_Records supplied:_
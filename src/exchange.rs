// Copyright (c) 2025, The Ruskit Authors
// MIT License
// All rights reserved.

//! # Exchange Definitions
//!
//! Exchanges route published messages to queues. The bus uses topic exchanges
//! for publish/subscribe and a single direct exchange for RPC requests; the
//! nameless default exchange delivers RPC responses straight to reply queues.

/// Name of the broker's default exchange, which routes by queue name.
pub const DEFAULT_EXCHANGE: &str = "";

/// Represents the exchange types the bus declares.
///
/// - Direct: Routes messages to queues based on an exact match of routing keys
/// - Fanout: Broadcasts messages to all bound queues regardless of routing keys
/// - Topic: Routes messages based on wildcard pattern matching of routing keys
#[derive(Debug, Clone, Copy, Default, PartialEq, Eq)]
pub enum ExchangeKind {
    #[default]
    Direct,
    Fanout,
    Topic,
}

/// Definition of an exchange with its declaration flags.
#[derive(Debug, Clone, PartialEq, Eq)]
pub struct ExchangeDefinition {
    pub(crate) name: String,
    pub(crate) kind: ExchangeKind,
    pub(crate) durable: bool,
    pub(crate) delete: bool,
}

impl ExchangeDefinition {
    /// Creates a new, non-durable direct exchange definition.
    pub fn new(name: &str) -> ExchangeDefinition {
        ExchangeDefinition {
            name: name.to_owned(),
            kind: ExchangeKind::Direct,
            durable: false,
            delete: false,
        }
    }

    pub fn kind(mut self, kind: ExchangeKind) -> Self {
        self.kind = kind;
        self
    }

    pub fn direct(self) -> Self {
        self.kind(ExchangeKind::Direct)
    }

    pub fn topic(self) -> Self {
        self.kind(ExchangeKind::Topic)
    }

    /// Makes the exchange durable, persisting across broker restarts.
    pub fn durable(mut self) -> Self {
        self.durable = true;
        self
    }

    /// Sets the exchange to auto-delete when no longer used.
    pub fn delete(mut self) -> Self {
        self.delete = true;
        self
    }

    pub fn name(&self) -> &str {
        &self.name
    }

    pub fn exchange_kind(&self) -> ExchangeKind {
        self.kind
    }
}
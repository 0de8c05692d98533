// Copyright (c) 2025, The Ruskit Authors
// MIT License
// All rights reserved.

#![allow(dead_code)]

use recoverable_bus::{
    BusConfig, DefaultConventions, JsonSerializer, MemoryBroker, Message, PersistentConnection,
    ReconnectPolicy, RecoverableBus,
};
use serde::{Deserialize, Serialize};
use std::{sync::Arc, time::Duration};
use tokio::sync::mpsc::UnboundedReceiver;

pub const REPLY_QUEUE_PREFIX: &str = "recoverable_bus_rpc.response.";

#[derive(Debug, Clone, PartialEq, Serialize, Deserialize)]
pub struct OrderPlaced {
    pub id: u32,
}

impl Message for OrderPlaced {
    fn message_type() -> String {
        "OrderPlaced".to_owned()
    }
}

#[derive(Debug, Clone, PartialEq, Serialize, Deserialize)]
pub struct Ping {
    pub value: u32,
}

impl Message for Ping {
    fn message_type() -> String {
        "Ping".to_owned()
    }
}

#[derive(Debug, Clone, PartialEq, Serialize, Deserialize)]
pub struct Pong {
    pub value: u32,
}

impl Message for Pong {
    fn message_type() -> String {
        "Pong".to_owned()
    }
}

pub fn fast_reconnect() -> ReconnectPolicy {
    ReconnectPolicy {
        initial_delay_ms: 5,
        max_delay_ms: 20,
    }
}

/// A bus on `broker` that may not be connected yet.
pub fn bus_on(broker: &MemoryBroker) -> RecoverableBus {
    bus_with(
        broker,
        BusConfig {
            response_timeout_ms: 2_000,
            ..BusConfig::default()
        },
    )
}

pub fn bus_with(broker: &MemoryBroker, config: BusConfig) -> RecoverableBus {
    let connection = PersistentConnection::start(Arc::new(broker.clone()), fast_reconnect());
    RecoverableBus::new(
        connection,
        Arc::new(DefaultConventions::default()),
        JsonSerializer,
        config,
    )
}

/// A bus on `broker` with its first connection established.
pub async fn connected_bus(broker: &MemoryBroker) -> RecoverableBus {
    let bus = bus_on(broker);
    eventually(|| bus.is_connected()).await;
    bus
}

/// Polls `condition` until it holds, failing the test after two seconds.
pub async fn eventually<F: Fn() -> bool>(condition: F) {
    for _ in 0..400 {
        if condition() {
            return;
        }
        tokio::time::sleep(Duration::from_millis(5)).await;
    }
    panic!("condition not reached in time");
}

pub async fn recv<T>(rx: &mut UnboundedReceiver<T>) -> T {
    tokio::time::timeout(Duration::from_secs(2), rx.recv())
        .await
        .expect("nothing received in time")
        .expect("sender dropped")
}

/// Drops every broker connection and waits for the bus to come back on the
/// next generation.
pub async fn bounce(broker: &MemoryBroker, bus: &RecoverableBus) {
    let generation = bus.connection().generation();
    broker.drop_connections();
    eventually(|| bus.is_connected() && bus.connection().generation() > generation).await;
}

_Task requirements:_
All lines in the records with the string "BusConfig" should be copied out.

_Expected answer:_
    BusConfig, DefaultConventions, JsonSerializer, MemoryBroker, Message, PersistentConnection,
        BusConfig {
            ..BusConfig::default()
pub fn bus_with(broker: &MemoryBroker, config: BusConfig) -> RecoverableBus {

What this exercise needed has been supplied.